Questa perdita di quote di mercato è avvenuta in modo differenziato per i vari settori di utilizzazione, nei quali la sostituzione a vantaggio delle fonti in competizione con il barile sempre più costoso ha seguito la regola economica del minor costo per applicazione specifica. Allo stato attuale il petrolio conserva ancora una sorta di monopolio nei trasporti, mentre il suo market share nella generazione elettrica si è ridotto a un esiguo 4% (era il 22% nel 1973); la situazione del settore residenziale/commerciale rimane intermedia tra i due estremi con una quota di mercato attuale del 22% (rispetto al 45% del 1973).

Si può avvalorare la tesi del tramonto del petrolio? L’epoca del petrolio a buon mercato si è senz’altro conclusa. Ce lo segnala inequivocabilmente il corso del prezzo del barile (vedi grafico sopra). Dalla fine degli anni Novanta del XX secolo è infatti cominciata l’impennata necessaria allo sviluppo di risorse petrolifere più costose. L’espansione attuale della produzione di petrolio statunitense dai giacimenti shale/tight oil (vedi grafico) è stata resa possibile dalla stabilizzazione del prezzo sopra la soglia dei 90 dollari al barile (vedi grafico sotto).

Queste risorse sono costituite da rocce serbatoio non convenzionali (per caratteristiche di porosità e permeabilità), prevalentemente argillose (shale formations) o prevalentemente siltose (tight formations), che contengono petrolio leggero. La possibilità di un loro sfruttamento, peraltro gravata da rilevanti criticità ambientali, si è concretizzata negli USA quando si sono affermate le condizioni economiche per l’applicazione della tecnologia necessaria all’estrazione: numerosi pozzi orizzontali profondi e fratturazione idraulica.

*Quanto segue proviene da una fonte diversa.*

//! CloudApex - Account and content service

use anyhow::Result;
use std::path::Path;
use tracing_subscriber::{layer::SubscriberExt, util::SubscriberInitExt};

use cloudapex::{api, config::Config, db};

#[tokio::main]
async fn main() -> Result<()> {
    // Initialize tracing
    tracing_subscriber::registry()
        .with(
            tracing_subscriber::EnvFilter::try_from_default_env()
                .unwrap_or_else(|_| "cloudapex=info,tower_http=debug".into()),
        )
        .with(tracing_subscriber::fmt::layer())
        .init();

    tracing::info!("Starting CloudApex...");

    // Load configuration
    let config = Config::load_with_env(Path::new("config.yml"))?;
    tracing::info!("Configuration loaded");

    if config.auth.uses_default_secret() {
        tracing::warn!(
            "Using the built-in JWT secret; set auth.jwt_secret or CLOUDAPEX_AUTH_JWT_SECRET"
        );
    }

    // Initialize database
    let pool = db::create_pool(&config.database).await?;
    tracing::info!("Database connected: {}", config.database.url);

    // Run migrations
    db::migrations::run_migrations(&pool).await?;
    tracing::info!("Database migrations completed");

    // Build application state and router
    let state = api::build_state(pool, &config.auth, config.server.static_dir.clone());
    let app = api::build_router(state, &config.server.cors_origin);

    // Start server
    let addr = format!("{}:{}", config.server.host, config.server.port);
    let listener = tokio::net::TcpListener::bind(&addr).await?;
    tracing::info!("Server listening on http://{}", addr);

    axum::serve(listener, app).await?;

    Ok(())
}
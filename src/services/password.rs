//! Password hashing
//!
//! Argon2id with the crate's default parameters and a fresh random salt per
//! hash. Hashes are stored as PHC strings, so parameters travel with the hash.
//! The server and the local account store share these helpers.

use anyhow::{Context, Result};
use argon2::{
    password_hash::{rand_core::OsRng, PasswordHash, PasswordHasher, PasswordVerifier, SaltString},
    Argon2,
};

/// Hash a password with Argon2id.
///
/// ```ignore
/// use cloudapex::services::password::hash_password;
///
/// let hash = hash_password("secret123")?;
/// assert!(hash.starts_with("$argon2id$"));
/// ```
pub fn hash_password(password: &str) -> Result<String> {
    let salt = SaltString::generate(&mut OsRng);

    let password_hash = Argon2::default()
        .hash_password(password.as_bytes(), &salt)
        .map_err(|e| anyhow::anyhow!("Failed to hash password: {}", e))
        .context("Password hashing failed")?;

    Ok(password_hash.to_string())
}

/// Check a password against a stored PHC hash.
///
/// A mismatch is `Ok(false)`; only a malformed hash is an error.
pub fn verify_password(password: &str, hash: &str) -> Result<bool> {
    let parsed_hash = PasswordHash::new(hash)
        .map_err(|e| anyhow::anyhow!("Invalid password hash format: {}", e))
        .context("Failed to parse password hash")?;

    match Argon2::default().verify_password(password.as_bytes(), &parsed_hash) {
        Ok(()) => Ok(true),
        Err(argon2::password_hash::Error::Password) => Ok(false),
        Err(e) => Err(anyhow::anyhow!("Password verification failed: {}", e)),
    }
}
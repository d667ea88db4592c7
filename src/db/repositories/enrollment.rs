//! Enrollment application repository

use crate::db::DynDatabasePool;
use crate::models::EnrollmentApplication;
use anyhow::{Context, Result};
use async_trait::async_trait;
use sqlx::Row;
use std::sync::Arc;

#[async_trait]
pub trait EnrollmentRepository: Send + Sync {
    async fn create(&self, application: &EnrollmentApplication) -> Result<EnrollmentApplication>;
    async fn count(&self) -> Result<i64>;
}

pub struct SqlxEnrollmentRepository {
    pool: DynDatabasePool,
}

impl SqlxEnrollmentRepository {
    pub fn new(pool: DynDatabasePool) -> Self {
        Self { pool }
    }

    pub fn boxed(pool: DynDatabasePool) -> Arc<dyn EnrollmentRepository> {
        Arc::new(Self::new(pool))
    }
}

#[async_trait]
impl EnrollmentRepository for SqlxEnrollmentRepository {
    async fn create(&self, application: &EnrollmentApplication) -> Result<EnrollmentApplication> {
        sqlx::query(
            r#"
            INSERT INTO enrollments (id, full_name, email, phone, track, experience, motivation, date)
            VALUES (?, ?, ?, ?, ?, ?, ?, ?)
            "#,
        )
        .bind(&application.id)
        .bind(&application.full_name)
        .bind(&application.email)
        .bind(&application.phone)
        .bind(&application.track)
        .bind(&application.experience)
        .bind(&application.motivation)
        .bind(application.date)
        .execute(self.pool.sqlite())
        .await
        .context("Failed to store enrollment application")?;

        Ok(application.clone())
    }

    async fn count(&self) -> Result<i64> {
        let row = sqlx::query("SELECT COUNT(*) as count FROM enrollments")
            .fetch_one(self.pool.sqlite())
            .await
            .context("Failed to count enrollment applications")?;

        Ok(row.get("count"))
    }
}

Dal punto di vista dell’industria petrolifera, e senza considerare i costi ambientali dei cambiamenti climatici, lo sfruttamento di altre risorse non convenzionali (oil sands e giacimenti artici) richiederebbe un ulteriore incremento del prezzo del barile: intorno e al di sopra dei 120 $ (vedi grafico sopra).

Ma è giunto al termine anche il periodo del petrolio egemone. Per la prima volta nella storia delle fonti energetiche, il quadro mondiale dell’energia primaria non sarà dominato da una fonte, come è avvenuto prima con il carbone e poi col petrolio. Anche gli outlook delle major oil company lo confermano. Nel prossimo futuro (2030), è prevista una sostanziale equivalenza delle tre fonti fossili nel mix energetico globale (petrolio, carbone e gas, ognuno circa al 27% di market share, BP World Energy Outlook 2013). È atteso inoltre il sorpasso imminente del carbone sul petrolio, seppure di lieve entità e per il breve periodo che precede il raggiungimento della convergenza.

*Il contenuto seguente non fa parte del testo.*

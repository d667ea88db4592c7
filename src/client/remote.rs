//! HTTP account store
//!
//! Talks to the CloudApex API with `reqwest`. Failures to reach the server
//! surface as [`ClientError::Transport`]; error responses are decoded from
//! the API error body into the matching typed error.

use async_trait::async_trait;
use reqwest::{Client, Method, RequestBuilder, Response};
use serde::de::DeserializeOwned;
use serde::Serialize;
use serde_json::json;
use std::time::Duration;

use super::{AccountStore, ClientError};
use crate::api::{ApiError, MessageResponse};
use crate::models::{
    AuthResponse, BlogPost, ContactSubmission, CreateBlogInput, EnrollmentSubmission, User,
    UserProfileUpdate,
};

const REQUEST_TIMEOUT: Duration = Duration::from_secs(10);

pub struct RemoteStore {
    base_url: String,
    http: Client,
}

impl RemoteStore {
    /// Create a store for the API at `base_url` (e.g. `http://localhost:8080`)
    pub fn new(base_url: impl Into<String>) -> Result<Self, ClientError> {
        let http = Client::builder()
            .timeout(REQUEST_TIMEOUT)
            .build()
            .map_err(|e| ClientError::Internal(anyhow::anyhow!("Failed to build HTTP client: {}", e)))?;

        Ok(Self {
            base_url: base_url.into().trim_end_matches('/').to_string(),
            http,
        })
    }

    fn request(&self, method: Method, path: &str, token: Option<&str>) -> RequestBuilder {
        let builder = self
            .http
            .request(method, format!("{}/api{}", self.base_url, path));
        match token {
            Some(token) => builder.bearer_auth(token),
            None => builder,
        }
    }

    async fn send<T: DeserializeOwned>(&self, builder: RequestBuilder) -> Result<T, ClientError> {
        let response = builder.send().await?;
        let response = check_status(response).await?;
        Ok(response.json::<T>().await?)
    }

    async fn send_json<B: Serialize + ?Sized, T: DeserializeOwned>(
        &self,
        method: Method,
        path: &str,
        token: Option<&str>,
        body: &B,
    ) -> Result<T, ClientError> {
        self.send(self.request(method, path, token).json(body)).await
    }

    /// GET /api/blogs
    pub async fn list_blogs(&self) -> Result<Vec<BlogPost>, ClientError> {
        self.send(self.request(Method::GET, "/blogs", None)).await
    }

    /// POST /api/blogs
    pub async fn create_blog(
        &self,
        token: &str,
        input: &CreateBlogInput,
    ) -> Result<BlogPost, ClientError> {
        self.send_json(Method::POST, "/blogs", Some(token), input).await
    }

    /// DELETE /api/blogs/{id}
    pub async fn delete_blog(&self, token: &str, id: &str) -> Result<(), ClientError> {
        let path = format!("/blogs/{}", urlencoding::encode(id));
        let _: MessageResponse = self
            .send(self.request(Method::DELETE, &path, Some(token)))
            .await?;
        Ok(())
    }

    /// POST /api/contact
    pub async fn submit_contact(&self, submission: &ContactSubmission) -> Result<(), ClientError> {
        let _: MessageResponse = self
            .send_json(Method::POST, "/contact", None, submission)
            .await?;
        Ok(())
    }

    /// POST /api/enrollments
    pub async fn submit_enrollment(
        &self,
        submission: &EnrollmentSubmission,
    ) -> Result<(), ClientError> {
        let _: MessageResponse = self
            .send_json(Method::POST, "/enrollments", None, submission)
            .await?;
        Ok(())
    }
}

async fn check_status(response: Response) -> Result<Response, ClientError> {
    let status = response.status();
    if status.is_success() {
        return Ok(response);
    }

    let text = response.text().await?;
    let body = serde_json::from_str::<ApiError>(&text).unwrap_or_else(|_| {
        ApiError::new(
            "HTTP_ERROR",
            status.canonical_reason().unwrap_or("Request failed"),
        )
    });

    Err(ClientError::from_api(status.as_u16(), body))
}

#[async_trait]
impl AccountStore for RemoteStore {
    async fn signup(&self, name: &str, email: &str, password: &str) -> Result<AuthResponse, ClientError> {
        let body = json!({ "name": name, "email": email, "password": password });
        self.send_json(Method::POST, "/auth/signup", None, &body).await
    }

    async fn login(&self, email: &str, password: &str) -> Result<AuthResponse, ClientError> {
        let body = json!({ "email": email, "password": password });
        self.send_json(Method::POST, "/auth/login", None, &body).await
    }

    async fn current_user(&self, token: &str) -> Result<User, ClientError> {
        self.send(self.request(Method::GET, "/auth/me", Some(token))).await
    }

    async fn update_profile(&self, token: &str, update: &UserProfileUpdate) -> Result<User, ClientError> {
        self.send_json(Method::PUT, "/user/profile", Some(token), update).await
    }

    async fn change_password(
        &self,
        token: &str,
        current_password: &str,
        new_password: &str,
    ) -> Result<(), ClientError> {
        let body = json!({ "currentPassword": current_password, "newPassword": new_password });
        let _: MessageResponse = self
            .send_json(Method::POST, "/user/change-password", Some(token), &body)
            .await?;
        Ok(())
    }

    /// Tokens are stateless; there is nothing to revoke server-side.
    async fn logout(&self, _token: &str) -> Result<(), ClientError> {
        Ok(())
    }
}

Con le rinnovabili in crescita percentuale in assoluto di maggiori proporzioni secondo ogni scenario, anche se con un tasso non individuabile inequivocabilmente perché condizionato dal vigore delle politiche di sostegno alla green economy che saranno messe in atto, il nuovo panorama energetico presenterà dunque l’inedita condizione di un mercato a quote sostanzialmente distribuite.

Questo contesto di transizione, acclarato dalla saturazione della crescita di produzione mondiale del greggio convenzionale (vedi grafico sotto), non ha impedito alle grandi compagnie petrolifere (big oil company) di realizzare ingenti profitti negli ultimi anni.

Negli Stati Uniti le cinque maggiori compagnie (big five oil companies: BP, Chevron, ConocoPhillips, ExxonMobil e Shell) hanno accumulato profitti per 1000 miliardi di dollari nel decennio 2002-2011, continuando peraltro a beneficiare di ingiustificati sussidi e anacronistiche esenzioni dall’obbligo di corresponsione di royalties (in particolare riguardo le produzioni offshore del Golfo del Messico) per complessivi 4 miliardi di dollari annui circa.

A carico del contribuente e in danno di un efficiente funzionamento del mercato energetico, l’elargizione di questi vantaggi fiscali rappresenta anche il frutto di una pesante azione di lobbying esercitata dalle compagnie petrolifere con consistente impegno economico (circa 100 milioni di dollari nel biennio 2011-12) sui membri del Congresso statunitense. Iniziativa che risulta particolarmente efficace sui rappresentanti repubblicani (E.J. Markey Report: Oil Companies Pocketing Billions of Dollars in Free Drilling. Natural resources – Committe Democrats, 2013).